Vie du sol : l'agronomie plutôt que la chimie

Pour endiguer le phénomène d'érosion et réduire sa consommation de produits phyto, Luc Chausson, agriculteur à Vernioz (Isère) s'est converti aux couverts végétaux et au non labour. Mais il ne s'interdit pas le glyphosate pour lutter contre l'ambroisie.
Vie du sol : l'agronomie plutôt que la chimie

Comme beaucoup d'agriculteurs, Luc Chausson s'agace à chaque fois qu'il entend parler de son métier dans les médias. « On est dans un monde où les gens n'ont qu'une vision des choses, déplore-t-il. Quand ils parlent du glyphosate par exemple, c'est chaque fois à charge. Mais il y a des situations où l'on ne peut pas faire autrement ! » C'est pour cela qu'il a accepté de témoigner sur l'antenne de France bleu Isère, à l'occasion de la foire de Beaucroissant.

Agriculteur à Vernioz, Luc Chausson a pris le parti de l'agronomie plutôt que celui de la chimie pour améliorer la structure et la vie de ses sols.
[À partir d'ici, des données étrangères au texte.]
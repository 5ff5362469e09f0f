//! JSON output writer.

use std::fs::File;
use std::io::Write;
use std::path::Path;

use super::{OutputConfig, RecordRow};
use crate::analysis::Report;
use crate::error::Result;
use crate::record::MessageRecord;

/// Writes records to a JSON file as an array.
///
/// # Format
/// ```json
/// [
///   {"timestamp": "2023-01-01 10:00:00", "sender": "Alice", "body": "Hello"},
///   {"timestamp": "2023-01-01 10:01:00", "sender": "Bob", "body": "Hi"}
/// ]
/// ```
pub fn write_json(
    records: &[MessageRecord],
    output_path: impl AsRef<Path>,
    config: &OutputConfig,
) -> Result<()> {
    let json = to_json(records, config)?;
    let mut file = File::create(output_path)?;
    file.write_all(json.as_bytes())?;
    Ok(())
}

/// Same as [`write_json`], returned as a string.
pub fn to_json(records: &[MessageRecord], config: &OutputConfig) -> Result<String> {
    let rows: Vec<RecordRow<'_>> = records
        .iter()
        .filter(|r| config.keeps(r))
        .map(|r| RecordRow::new(r, config))
        .collect();

    Ok(serde_json::to_string_pretty(&rows)?)
}

/// Serialises a report as pretty-printed JSON.
pub fn report_to_json(report: &Report) -> Result<String> {
    Ok(serde_json::to_string_pretty(report)?)
}

#[cfg(test)]
mod tests {
    use super::*;
    use crate::analysis::{SenderFilter, analyze};
    use crate::config::AnalysisConfig;
    use chrono::NaiveDate;
    use tempfile::NamedTempFile;

    fn record(sender: &str, body: &str) -> MessageRecord {
        let ts = NaiveDate::from_ymd_opt(2024, 6, 15)
            .unwrap()
            .and_hms_opt(12, 30, 0)
            .unwrap();
        MessageRecord::new(ts, sender, body)
    }

    #[test]
    fn test_to_json_minimal() {
        let json = to_json(&[record("Alice", "Hello")], &OutputConfig::minimal()).unwrap();

        assert!(json.contains(r#""sender": "Alice""#));
        assert!(json.contains(r#""body": "Hello""#));
        assert!(json.contains(r#""timestamp": "2024-06-15 12:30:00""#));
        assert!(!json.contains("media"));
    }

    #[test]
    fn test_write_json_with_flags() {
        let temp_file = NamedTempFile::new().unwrap();
        write_json(
            &[record("Alice", "gone").with_deleted(true)],
            temp_file.path(),
            &OutputConfig::new(),
        )
        .unwrap();

        let content = std::fs::read_to_string(temp_file.path()).unwrap();
        let parsed: serde_json::Value = serde_json::from_str(&content).unwrap();
        assert_eq!(parsed[0]["deleted"], true);
        assert_eq!(parsed[0]["media"], false);
    }

    #[test]
    fn test_report_to_json() {
        let records = vec![record("Alice", "hello"), record("Bob", "hello")];
        let report = analyze(&records, &SenderFilter::All, &AnalysisConfig::default());
        let json = report_to_json(&report).unwrap();
        let parsed: serde_json::Value = serde_json::from_str(&json).unwrap();

        assert_eq!(parsed["filter"], "all");
        assert_eq!(parsed["summary"]["total_messages"], 2);
        assert_eq!(parsed["top_words"][0]["key"], "hello");
    }
}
Producteur de céréales et référent ambroisie dans sa commune de Vernioz, l'homme sait de quoi il parle. La vie du sol, il connaît. Producteur de blé, de maïs, de colza, de tournesols et de semences de luzerne, il s'y intéresse de près depuis une vingtaine d'années. Il s'est d'abord penché sur les couverts végétaux, puis sur les techniques culturales simplifiées (TCS).

Erosion des sols

Avant, Luc Chausson labourait. Il aimait passer la bineuse dans ses maïs. Mais il a arrêté il y a deux ans pour rejoindre les rangs des partisans de l'agriculture de conservation. Aujourd'hui, il ne laboure pratiquement plus ses 75 hectares de terre, sauf deux hectares de maïs irrigués. « C'est parti d'une réflexion sur l'érosion des sols au début des années 2000, explique-t-il. J'avais remarqué que les années pluvieuses, quand je travaillais les sols et qu'il pleuvait, ça enlevait le limon. Toute la terre partait au ruisseau. Une année, j'ai laissé une parcelle en jachère : les plantes ont permis de conserver la terre en place. Comme j'avais entendu parler de l'agriculture sous couverts, j'ai tenté. »

Démarche agronomique

Ça n'a pas été simple. D'autant que Luc ne connaissait pas trop la technique et qu'il n'était pas forcément bien équipé. Mais l'intérêt agronomique de la démarche, qui permet aussi d'apporter de la matière organique et de lever le pied sur les phytos, le séduit : il sait qu'il est dans la bonne direction. A force de discuter avec des collègues en butte au même type de problèmatique, il décide d'aller plus loin. En 2011, il s'associe avec cinq autres exploitants pour monter une structure expérimentale : le Groupement d'intérêt économique de la Varèze. Une première en Isère à l'époque.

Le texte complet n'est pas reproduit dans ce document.